In 1795, having paid his debts and his health having improved, Strutt returned to London and resumed his researches. Almost immediately he brought out his Dresses and Habits of the English People (2 vols. 1796–1799), probably the most valuable of his works. This was followed by Sports and Pastimes of the People of England (1801), which was frequently reprinted (its full title is The Sports and Pastimes of the People of England: From the Earliest Period, Including the Rural and Domestic Recreations, May Games, Mummeries, Pageants, Processions and Pompous Spectacles).
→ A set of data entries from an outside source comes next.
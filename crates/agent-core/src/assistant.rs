//! Command surface for front ends: run a task, explore a site, inspect or
//! clear memory, shut down.

use std::sync::atomic::{AtomicBool, Ordering};
use std::sync::Arc;

use memory_center::MemoryRecord;
use tokio_util::sync::CancellationToken;
use tracing::{info, warn};

use crate::agent_loop::{AgentLoopController, AgentLoopResult, FailureReason, RunOptions};
use crate::errors::AgentError;
use crate::exploration::{ExplorationController, ExplorationReport};

/// One browser session, one memory store, tasks run one after another.
pub struct Assistant {
    controller: Arc<AgentLoopController>,
    explorer: ExplorationController,
    /// Open the start page before the next task: true initially and after
    /// a task that succeeded.
    open_start_page: AtomicBool,
}

impl Assistant {
    pub fn new(controller: AgentLoopController) -> Self {
        let controller = Arc::new(controller);
        controller.memory().ensure_loaded();
        Self {
            explorer: ExplorationController::new(Arc::clone(&controller)),
            controller,
            open_start_page: AtomicBool::new(true),
        }
    }

    pub fn controller(&self) -> &AgentLoopController {
        &self.controller
    }

    pub fn cancel_token(&self) -> CancellationToken {
        self.controller.cancel_token()
    }

    pub async fn run_task(&self, goal: &str) -> AgentLoopResult {
        let mut options = RunOptions::task();
        if self.open_start_page.load(Ordering::SeqCst) {
            options = options.open(self.controller.config().start_url.clone());
        }
        let result = self.controller.run(goal, options).await;
        if result.failure_reason() != Some(FailureReason::InvalidTask) {
            self.open_start_page.store(result.is_success(), Ordering::SeqCst);
        }
        result
    }

    pub async fn explore(&self, url: &str) -> Result<ExplorationReport, AgentError> {
        let report = self.explorer.explore(url).await?;
        // Exploration leaves the browser on the explored site.
        self.open_start_page.store(false, Ordering::SeqCst);
        Ok(report)
    }

    /// Clear one category, or everything when `None`. Returns how many
    /// facts were removed; the result is persisted before returning.
    pub fn clear_memory(&self, category: Option<&str>) -> Result<usize, AgentError> {
        let removed = self.controller.memory().clear(category)?;
        info!(category = category.unwrap_or("all"), removed, "memory cleared");
        Ok(removed)
    }

    pub fn get_memory_snapshot(&self) -> MemoryRecord {
        self.controller.memory().snapshot()
    }

    /// Flush memory and close the browser.
    pub async fn shutdown(&self) -> Result<(), AgentError> {
        if let Err(err) = self.controller.memory().save() {
            warn!(error = %err, "memory flush on shutdown failed");
        }
        self.controller.session().close().await?;
        info!("assistant shut down");
        Ok(())
    }
}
Strutt then began a romance entitled Queenhoo Hall, which took its name from after an ancient manor-house at Tewin, near Bramfield. It was intended to illustrate the manners, customs, and habits of the people of England in the 15th century. Strutt did not live to finish it. After his death the publisher John Murray I passed the incomplete manuscript to Walter Scott, who added a final chapter, bringing the narrative to a somewhat premature and inartistic conclusion. It was published in 1808 in four small volumes. Scott admits in the general preface to the later editions of Waverley that his association with Strutt's romance largely suggested to him the publication of his own work.

Strutt died on 16 October 1802 at his house in Charles Street, Hatton Garden, and was buried in St. Andrew's churchyard, Holborn.

His portrait in crayon by Ozias Humphrey, R.A., is in the collection of the National Portrait
Gallery.

==Family==
Strutt left two sons. The elder, Joseph Strutt jnr.(1775–1833), was born on 28 May 1775. He was educated at Christ's Hospital and then trained in Nichols's printing office, but eventually became librarian to the Duke of Northumberland. Besides editing some of his father's posthumous works, he wrote two "Commentaries" on the Holy
Scriptures, which ran to several editions. He also contributed a brief sketch of his father's life to Nichols's Literary Anecdotes (1812, v. 665–86). He died at Isleworth, aged 58, on 12 November 1833, leaving a widow and a large family.

Strutt's younger son, William Thomas Strutt (1777–1850), was born on 7 March 1777. He held a position in the bank of England, but won a reputation as a miniature painter. He died at Writtle, Essex, on
22 February 1850, aged 73, leaving several sons, one being William Strutt of Wadhurst, Sussex, who, with his son, Alfred W. Strutt, carried on the artistic profession in this family to the third and fourth generations.

==Legacy==
Although the amount of Strutt's work as an engraver is small, apart from that appearing in his books, it is of exceptional merit. In the study of those branches of archæology which he followed he was a pioneer, and all later work on the same lines has been built on the foundations he laid. Besides the works mentioned, two
incomplete poems by him, entitled "The Test of Guilt" and "The Bumpkin's Disaster", were published in one volume in 1808.